- **WORK TO COMPLETE**
Pull out every line below that contains the word "RepositoryError".
***
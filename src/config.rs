use crate::{
    assignment_cache::{AssignmentCache, InMemoryAssignmentCache},
    assignment_logger::{AssignmentLogger, NoopAssignmentLogger},
    Client,
};

/// Configuration for [`Client`].
///
/// # Examples
/// ```
/// # use flaglet::{ClientConfig, assignment_logger::AssignmentEvent};
/// let config = ClientConfig::new("sdk-key", "https://flags.example.com")
///     .assignment_logger(|event: AssignmentEvent| println!("{:?}", event));
/// ```
pub struct ClientConfig {
    pub(crate) sdk_key: String,
    pub(crate) host: String,
    pub(crate) is_obfuscated: bool,
    pub(crate) assignment_logger: Box<dyn AssignmentLogger + Send + Sync>,
    pub(crate) assignment_cache: Option<Box<dyn AssignmentCache>>,
}

impl ClientConfig {
    /// Create a default configuration using the specified SDK key and host.
    ///
    /// Assignment deduplication is on by default (an in-memory cache); the assignment logger
    /// defaults to a no-op.
    pub fn new(sdk_key: impl Into<String>, host: impl Into<String>) -> ClientConfig {
        ClientConfig {
            sdk_key: sdk_key.into(),
            host: host.into(),
            is_obfuscated: false,
            assignment_logger: Box::new(NoopAssignmentLogger),
            assignment_cache: Some(Box::new(InMemoryAssignmentCache::new())),
        }
    }

    /// Set assignment logger to pass variation assignments to your data warehouse.
    pub fn assignment_logger(
        mut self,
        assignment_logger: impl AssignmentLogger + Send + Sync + 'static,
    ) -> ClientConfig {
        self.assignment_logger = Box::new(assignment_logger);
        self
    }

    /// Replace the assignment deduplication cache.
    pub fn assignment_cache(mut self, cache: impl AssignmentCache + 'static) -> ClientConfig {
        self.assignment_cache = Some(Box::new(cache));
        self
    }

    /// Disable assignment deduplication. Every qualifying evaluation is then logged
    /// unconditionally.
    pub fn no_assignment_cache(mut self) -> ClientConfig {
        self.assignment_cache = None;
        self
    }

    /// Mark the configuration as served in obfuscated form. Flag keys, attribute names, and
    /// rule values are then translated through the same digests on lookup.
    pub fn obfuscated(mut self, obfuscated: bool) -> ClientConfig {
        self.is_obfuscated = obfuscated;
        self
    }

    /// Create a new [`Client`] using this configuration.
    pub fn to_client(self) -> Client {
        Client::new(self)
    }
}
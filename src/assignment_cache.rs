//! Deduplication of assignment logging.
//!
//! The cache records the last logged decision per (subject, flag) pair and suppresses
//! redundant deliveries to the assignment logger. This gives *at-most-once logging per
//! distinct decision*, not globally exactly-once: if a subject's variation changes and later
//! reverts, the reversion is logged as new. Keeping only the last value bounds the cache at
//! O(distinct subject-flag pairs) instead of O(history).

use std::{collections::HashMap, sync::Mutex};

/// Uniquely identifies "this subject got this variation from this allocation of this flag."
#[derive(Debug, Clone, PartialEq, Eq, Hash)]
#[allow(missing_docs)]
pub struct AssignmentCacheKey {
    pub subject_key: String,
    pub flag_key: String,
    pub allocation_key: String,
    pub variation_key: String,
}

/// Storage for the last logged decision per (subject, flag) pair.
///
/// Implementations must tolerate concurrent `get`/`set` calls. Two threads evaluating the
/// same subject and flag simultaneously may both observe "not yet logged" and both log once;
/// that race is accepted.
pub trait AssignmentCache: Send + Sync {
    /// Returns `true` iff `key` equals the decision most recently recorded for its subject
    /// and flag.
    fn has_logged_assignment(&self, key: &AssignmentCacheKey) -> bool;

    /// Record `key` as the last logged decision for its subject and flag, overwriting any
    /// previous marker.
    fn set_last_logged_assignment(&self, key: &AssignmentCacheKey);
}

/// In-memory last-value implementation of [`AssignmentCache`].
#[derive(Debug, Default)]
pub struct InMemoryAssignmentCache {
    entries: Mutex<HashMap<(String, String), (String, String)>>,
}

impl InMemoryAssignmentCache {
    /// Create a new empty cache.
    pub fn new() -> InMemoryAssignmentCache {
        InMemoryAssignmentCache::default()
    }
}

impl AssignmentCache for InMemoryAssignmentCache {
    fn has_logged_assignment(&self, key: &AssignmentCacheKey) -> bool {
        let entries = self
            .entries
            .lock()
            .expect("thread holding assignment cache lock should not panic");
        entries
            .get(&(key.subject_key.clone(), key.flag_key.clone()))
            .is_some_and(|(allocation, variation)| {
                *allocation == key.allocation_key && *variation == key.variation_key
            })
    }

    fn set_last_logged_assignment(&self, key: &AssignmentCacheKey) {
        let mut entries = self
            .entries
            .lock()
            .expect("thread holding assignment cache lock should not panic");
        entries.insert(
            (key.subject_key.clone(), key.flag_key.clone()),
            (key.allocation_key.clone(), key.variation_key.clone()),
        );
    }
}
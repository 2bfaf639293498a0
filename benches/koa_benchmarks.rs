//! Koa Radix Trie Benchmarks
//!
//! Criterion benchmarks for the insert, lookup, and completion paths.
//!
//! To run the benchmarks:
//! ```bash
//! cargo bench --features benchmarking
//! ```

use criterion::{
    black_box, criterion_group, criterion_main, BenchmarkId, Criterion, SamplingMode, Throughput,
};
use std::time::Duration;

use koa_trie::KoaTrie;

/// Deterministic word generator with heavy prefix sharing, so splits and
/// compressed edges actually occur at every size.
fn word_set(n: usize) -> Vec<String> {
    const STEMS: &[&str] = &["ab", "app", "car", "cat", "inter", "moon", "super", "world"];
    const TAILS: &[&str] = &["", "s", "er", "ing", "tion", "ly", "man", "view"];

    (0..n)
        .map(|i| {
            let stem = STEMS[i % STEMS.len()];
            let tail = TAILS[(i / STEMS.len()) % TAILS.len()];
            format!("{}{}{}", stem, tail, i / (STEMS.len() * TAILS.len()))
        })
        .collect()
}

/// Benchmark the Koa Radix Trie
fn bench_koa_trie(c: &mut Criterion) {
    let mut group = c.benchmark_group("koa_trie");
    group.sampling_mode(SamplingMode::Flat);
    group.measurement_time(Duration::from_secs(2));
    group.warm_up_time(Duration::from_secs(1));
    group.sample_size(100);

    // Bulk insertion at different word-set sizes
    for size in [100, 1000, 10_000].iter() {
        group.throughput(Throughput::Elements(*size as u64));
        group.bench_with_input(BenchmarkId::new("insert", size), size, |b, &size| {
            let words = word_set(size);
            b.iter(|| {
                let mut trie = KoaTrie::new();
                for word in &words {
                    trie.insert(black_box(word));
                }
            });
        });
    }

    // Exact lookup over a populated trie
    for size in [100, 1000, 10_000].iter() {
        group.throughput(Throughput::Elements(*size as u64));
        group.bench_with_input(BenchmarkId::new("find", size), size, |b, &size| {
            let words = word_set(size);
            let mut trie = KoaTrie::new();
            for word in &words {
                trie.insert(word);
            }
            b.iter(|| {
                for word in &words {
                    black_box(trie.find(black_box(word), false));
                }
            });
        });
    }

    // Completion fan-out from the shared stems
    for size in [100, 1000, 10_000].iter() {
        group.bench_with_input(BenchmarkId::new("complete", size), size, |b, &size| {
            let words = word_set(size);
            let mut trie = KoaTrie::new();
            for word in &words {
                trie.insert(word);
            }
            b.iter(|| {
                black_box(trie.complete(black_box("super")));
                black_box(trie.complete(black_box("ca")));
            });
        });
    }

    group.finish();
}

criterion_group!(benches, bench_koa_trie);
criterion_main!(benches);
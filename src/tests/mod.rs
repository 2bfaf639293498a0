//! Test modules for the Koa Radix Trie.
//!
//! Unit tests live next to the code they cover; this tree holds the
//! property-based suites, which check the trie's guarantees against naive
//! reference models:
//! - Round-trip and idempotence of insertion
//! - Lookup and deletion correctness
//! - The maximal-compaction structural invariant
//! - Completion-set correctness
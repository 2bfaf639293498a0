//! Koa Radix Trie Library
//!
//! This library provides a compact prefix tree ("radix trie") that stores a
//! set of strings with shared-prefix compression. Chains of single-child
//! nodes are merged into one edge carrying a multi-character label, which
//! keeps the node count proportional to the number of branch points.
//!
//! # Architecture
//!
//! The crate is designed with the following principles in mind:
//! - One owned node graph, shared by every operation
//! - Exclusive ownership throughout: each node owns its children outright,
//!   so teardown cascades and no lifetime bookkeeping is needed
//! - Maximal compaction as an invariant, not a maintenance task: insertion
//!   splits edges and removal merges them back eagerly
//! - Deterministic traversal order for reproducible listing and rendering
//! - Comprehensive error handling where failure is possible at all; the
//!   only fallible operation is rendering with an unknown mode selector

// Re-export public modules
pub mod config;
pub mod error;

// Internal modules; their public types are re-exported below
mod node;
mod render;
mod trie;

// Internal modules that are not part of the public API
#[cfg(test)]
pub(crate) mod tests;

pub use config::KoaTrieConfig;
pub use error::KoaTrieError;
pub use render::RenderMode;
pub use trie::{EntryView, KoaTrie};

/// Result type for Koa Trie operations.
pub type KoaTrieResult<T> = Result<T, KoaTrieError>;

/// Version information for the Koa Radix Trie.
pub const VERSION: &str = env!("CARGO_PKG_VERSION");
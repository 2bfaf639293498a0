// Copyright (c) 2025 Koa Trie Authors
//
// Licensed under dual license:
// - MIT License (LICENSE-MIT or https://opensource.org/licenses/MIT)
// - Apache License, Version 2.0 (LICENSE-APACHE or https://www.apache.org/licenses/LICENSE-2.0)

//! Structural rendering for the Koa Radix Trie.
//!
//! Two modes are supported: `"words"` emits every stored word, one per
//! line, and `"tree"` emits one node per line with a depth marker per
//! level and an annotation on terminal nodes. Both walk children in the
//! map's sorted order, so output is deterministic.

use std::str::FromStr;

use crate::error::KoaTrieError;
use crate::node::RadixNode;

/// Marker repeated once per depth level by the tree renderer.
const DEPTH_MARKER: char = '#';

/// Annotation appended to terminal nodes by the tree renderer.
const TERMINAL_MARKER: &str = " *";

/// Render modes understood by the trie's `render` operation.
#[derive(Debug, Clone, Copy, PartialEq, Eq)]
pub enum RenderMode {
    /// Every stored word, one per line, in traversal order.
    Words,
    /// One node per line: depth markers, the node label, and a `*`
    /// annotation on terminal nodes.
    Tree,
}

impl FromStr for RenderMode {
    type Err = KoaTrieError;

    fn from_str(s: &str) -> Result<Self, Self::Err> {
        match s {
            "words" => Ok(RenderMode::Words),
            "tree" => Ok(RenderMode::Tree),
            other => Err(KoaTrieError::UnknownRenderMode(other.to_string())),
        }
    }
}

/// Renders every stored word below `root`, one per line.
pub(crate) fn words(root: &RadixNode) -> String {
    let mut out = String::new();
    words_from(root, "", &mut out);
    out
}

fn words_from(node: &RadixNode, base: &str, out: &mut String) {
    if node.is_terminal {
        out.push_str(base);
        out.push('\n');
    }
    for child in node.children.values() {
        let next = format!("{base}{}", child.label);
        words_from(child, &next, out);
    }
}

/// Renders the node structure below `root`, one node per line. The root is
/// rendered at depth one with its empty label.
pub(crate) fn tree(root: &RadixNode) -> String {
    let mut out = String::new();
    tree_from(root, 1, &mut out);
    out
}

fn tree_from(node: &RadixNode, depth: usize, out: &mut String) {
    for _ in 0..depth {
        out.push(DEPTH_MARKER);
    }
    out.push(' ');
    out.push_str(&node.label);
    if node.is_terminal {
        out.push_str(TERMINAL_MARKER);
    }
    out.push('\n');

    for child in node.children.values() {
        tree_from(child, depth + 1, out);
    }
}
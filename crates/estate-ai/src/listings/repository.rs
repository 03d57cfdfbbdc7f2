use super::domain::{ListingId, ListingRecord, NewListing};

/// Storage abstraction so the listing service can be exercised in isolation.
pub trait ListingRepository: Send + Sync {
    /// Persist a listing, assigning its id and creation time.
    fn insert(&self, listing: NewListing) -> Result<ListingRecord, RepositoryError>;
    fn fetch(&self, id: ListingId) -> Result<Option<ListingRecord>, RepositoryError>;
    /// All listings, newest first.
    fn list(&self) -> Result<Vec<ListingRecord>, RepositoryError>;
}

/// Error enumeration for repository failures.
#[derive(Debug, thiserror::Error)]
pub enum RepositoryError {
    #[error("listing not found")]
    NotFound,
    #[error("repository unavailable: {0}")]
    Unavailable(String),
}
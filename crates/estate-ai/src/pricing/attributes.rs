use serde::{de, Deserialize, Deserializer, Serialize};

/// Seller-provided description of a property. Every field is optional; the
/// feature preparer substitutes zero for anything missing.
#[derive(Debug, Clone, Default, PartialEq, Serialize, Deserialize)]
#[serde(default)]
pub struct ListingAttributes {
    /// Floor area in square feet.
    #[serde(deserialize_with = "deserialize_whole")]
    pub area: Option<i64>,
    #[serde(deserialize_with = "deserialize_whole")]
    pub bedrooms: Option<i64>,
    #[serde(deserialize_with = "deserialize_whole")]
    pub bathrooms: Option<i64>,
    #[serde(deserialize_with = "deserialize_whole")]
    pub stories: Option<i64>,
    pub mainroad: Option<FlagValue>,
    pub guestroom: Option<FlagValue>,
    pub basement: Option<FlagValue>,
    pub hotwaterheating: Option<FlagValue>,
    pub airconditioning: Option<FlagValue>,
    /// Covered parking spaces.
    #[serde(deserialize_with = "deserialize_whole")]
    pub parking: Option<i64>,
    pub prefarea: Option<FlagValue>,
    pub furnishingstatus: Option<String>,
    #[serde(deserialize_with = "deserialize_whole")]
    pub year_built: Option<i64>,
    pub description: Option<String>,
}

/// `value` as an integer when it is finite, has no fractional part and fits
/// in an `i64`.
pub(crate) fn whole_number(value: f64) -> Option<i64> {
    let in_range = value >= i64::MIN as f64 && value < i64::MAX as f64;
    (value.is_finite() && value.fract() == 0.0 && in_range).then(|| value as i64)
}

/// Accepts JSON integers and integral floats such as `2000.0`.
fn deserialize_whole<'de, D>(deserializer: D) -> Result<Option<i64>, D::Error>
where
    D: Deserializer<'de>,
{
    #[derive(Deserialize)]
    #[serde(untagged)]
    enum Number {
        Int(i64),
        Float(f64),
    }

    match Option::<Number>::deserialize(deserializer)? {
        None => Ok(None),
        Some(Number::Int(value)) => Ok(Some(value)),
        Some(Number::Float(value)) => whole_number(value)
            .map(Some)
            .ok_or_else(|| de::Error::custom(format!("expected a whole number, got {value}"))),
    }
}

/// Integer attributes that feed the feature row directly.
#[derive(Debug, Clone, Copy, PartialEq, Eq)]
pub enum NumericField {
    Area,
    Bedrooms,
    Bathrooms,
    Stories,
    Parking,
    YearBuilt,
}

impl NumericField {
    pub const fn column(self) -> &'static str {
        match self {
            NumericField::Area => "area",
            NumericField::Bedrooms => "bedrooms",
            NumericField::Bathrooms => "bathrooms",
            NumericField::Stories => "stories",
            NumericField::Parking => "parking",
            NumericField::YearBuilt => "year_built",
        }
    }
}

/// Yes/No amenities encoded as 0/1 indicator columns.
#[derive(Debug, Clone, Copy, PartialEq, Eq)]
pub enum FlagField {
    Mainroad,
    Guestroom,
    Basement,
    Hotwaterheating,
    Airconditioning,
    Prefarea,
}

impl FlagField {
    pub const ALL: [FlagField; 6] = [
        FlagField::Mainroad,
        FlagField::Guestroom,
        FlagField::Basement,
        FlagField::Hotwaterheating,
        FlagField::Airconditioning,
        FlagField::Prefarea,
    ];

    pub const fn column(self) -> &'static str {
        match self {
            FlagField::Mainroad => "mainroad",
            FlagField::Guestroom => "guestroom",
            FlagField::Basement => "basement",
            FlagField::Hotwaterheating => "hotwaterheating",
            FlagField::Airconditioning => "airconditioning",
            FlagField::Prefarea => "prefarea",
        }
    }
}

impl ListingAttributes {
    /// Value of an integer attribute, or 0 when absent.
    pub fn number(&self, field: NumericField) -> i64 {
        self.raw_number(field).unwrap_or(0)
    }

    pub fn raw_number(&self, field: NumericField) -> Option<i64> {
        match field {
            NumericField::Area => self.area,
            NumericField::Bedrooms => self.bedrooms,
            NumericField::Bathrooms => self.bathrooms,
            NumericField::Stories => self.stories,
            NumericField::Parking => self.parking,
            NumericField::YearBuilt => self.year_built,
        }
    }

    pub fn raw_flag(&self, field: FlagField) -> Option<&FlagValue> {
        match field {
            FlagField::Mainroad => self.mainroad.as_ref(),
            FlagField::Guestroom => self.guestroom.as_ref(),
            FlagField::Basement => self.basement.as_ref(),
            FlagField::Hotwaterheating => self.hotwaterheating.as_ref(),
            FlagField::Airconditioning => self.airconditioning.as_ref(),
            FlagField::Prefarea => self.prefarea.as_ref(),
        }
    }

    /// Normalized 0/1 indicator for an amenity; absent values read as 0.
    pub fn flag(&self, field: FlagField) -> u8 {
        self.raw_flag(field).map_or(0, FlagValue::indicator)
    }

    pub fn furnishing(&self) -> Option<FurnishingStatus> {
        self.furnishingstatus
            .as_deref()
            .and_then(FurnishingStatus::parse)
    }

    pub(crate) fn set_number(&mut self, field: NumericField, value: Option<i64>) {
        let slot = match field {
            NumericField::Area => &mut self.area,
            NumericField::Bedrooms => &mut self.bedrooms,
            NumericField::Bathrooms => &mut self.bathrooms,
            NumericField::Stories => &mut self.stories,
            NumericField::Parking => &mut self.parking,
            NumericField::YearBuilt => &mut self.year_built,
        };
        *slot = value;
    }

    pub(crate) fn set_flag(&mut self, field: FlagField, value: Option<FlagValue>) {
        let slot = match field {
            FlagField::Mainroad => &mut self.mainroad,
            FlagField::Guestroom => &mut self.guestroom,
            FlagField::Basement => &mut self.basement,
            FlagField::Hotwaterheating => &mut self.hotwaterheating,
            FlagField::Airconditioning => &mut self.airconditioning,
            FlagField::Prefarea => &mut self.prefarea,
        };
        *slot = value;
    }
}

/// Loosely typed boolean as submitted by forms, CSV exports, or API clients.
#[derive(Debug, Clone, PartialEq, Serialize, Deserialize)]
#[serde(untagged)]
pub enum FlagValue {
    Bool(bool),
    Int(i64),
    Float(f64),
    Text(String),
}

impl FlagValue {
    /// `"Yes"`, `1` and `true` are set; everything else is unset. Matching on
    /// text is exact, so `"yes"` and `"Y"` read as 0.
    pub fn indicator(&self) -> u8 {
        let set = match self {
            FlagValue::Bool(value) => *value,
            FlagValue::Int(value) => *value == 1,
            FlagValue::Float(value) => *value == 1.0,
            FlagValue::Text(value) => value == "Yes",
        };
        u8::from(set)
    }
}

impl FlagValue {
    /// Interpret untyped text such as a CSV cell or command-line argument:
    /// `true`/`false` and integers keep their typed meaning, anything else
    /// stays text.
    pub fn from_cell(value: &str) -> Self {
        match value {
            "true" => FlagValue::Bool(true),
            "false" => FlagValue::Bool(false),
            other => other
                .parse::<i64>()
                .map(FlagValue::Int)
                .unwrap_or_else(|_| FlagValue::Text(other.to_string())),
        }
    }
}

impl From<bool> for FlagValue {
    fn from(value: bool) -> Self {
        FlagValue::Bool(value)
    }
}

impl From<i64> for FlagValue {
    fn from(value: i64) -> Self {
        FlagValue::Int(value)
    }
}

impl From<&str> for FlagValue {
    fn from(value: &str) -> Self {
        FlagValue::Text(value.to_string())
    }
}

/// Recognized furnishing categories; each maps to one one-hot column.
#[derive(Debug, Clone, Copy, PartialEq, Eq, Serialize, Deserialize)]
pub enum FurnishingStatus {
    #[serde(rename = "furnished")]
    Furnished,
    #[serde(rename = "semi-furnished")]
    SemiFurnished,
    #[serde(rename = "unfurnished")]
    Unfurnished,
}

impl FurnishingStatus {
    pub const ALL: [FurnishingStatus; 3] = [
        FurnishingStatus::Furnished,
        FurnishingStatus::SemiFurnished,
        FurnishingStatus::Unfurnished,
    ];

    pub fn parse(value: &str) -> Option<Self> {
        match value {
            "furnished" => Some(FurnishingStatus::Furnished),
            "semi-furnished" => Some(FurnishingStatus::SemiFurnished),
            "unfurnished" => Some(FurnishingStatus::Unfurnished),
            _ => None,
        }
    }

    pub const fn label(self) -> &'static str {
        match self {
            FurnishingStatus::Furnished => "furnished",
            FurnishingStatus::SemiFurnished => "semi-furnished",
            FurnishingStatus::Unfurnished => "unfurnished",
        }
    }

    pub const fn column(self) -> &'static str {
        match self {
            FurnishingStatus::Furnished => "furnishingstatus_furnished",
            FurnishingStatus::SemiFurnished => "furnishingstatus_semi-furnished",
            FurnishingStatus::Unfurnished => "furnishingstatus_unfurnished",
        }
    }
}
***
- **ANSWER TO THE PROBLEM**
    fn insert(&self, listing: NewListing) -> Result<ListingRecord, RepositoryError>;
    fn fetch(&self, id: ListingId) -> Result<Option<ListingRecord>, RepositoryError>;
    fn list(&self) -> Result<Vec<ListingRecord>, RepositoryError>;
pub enum RepositoryError {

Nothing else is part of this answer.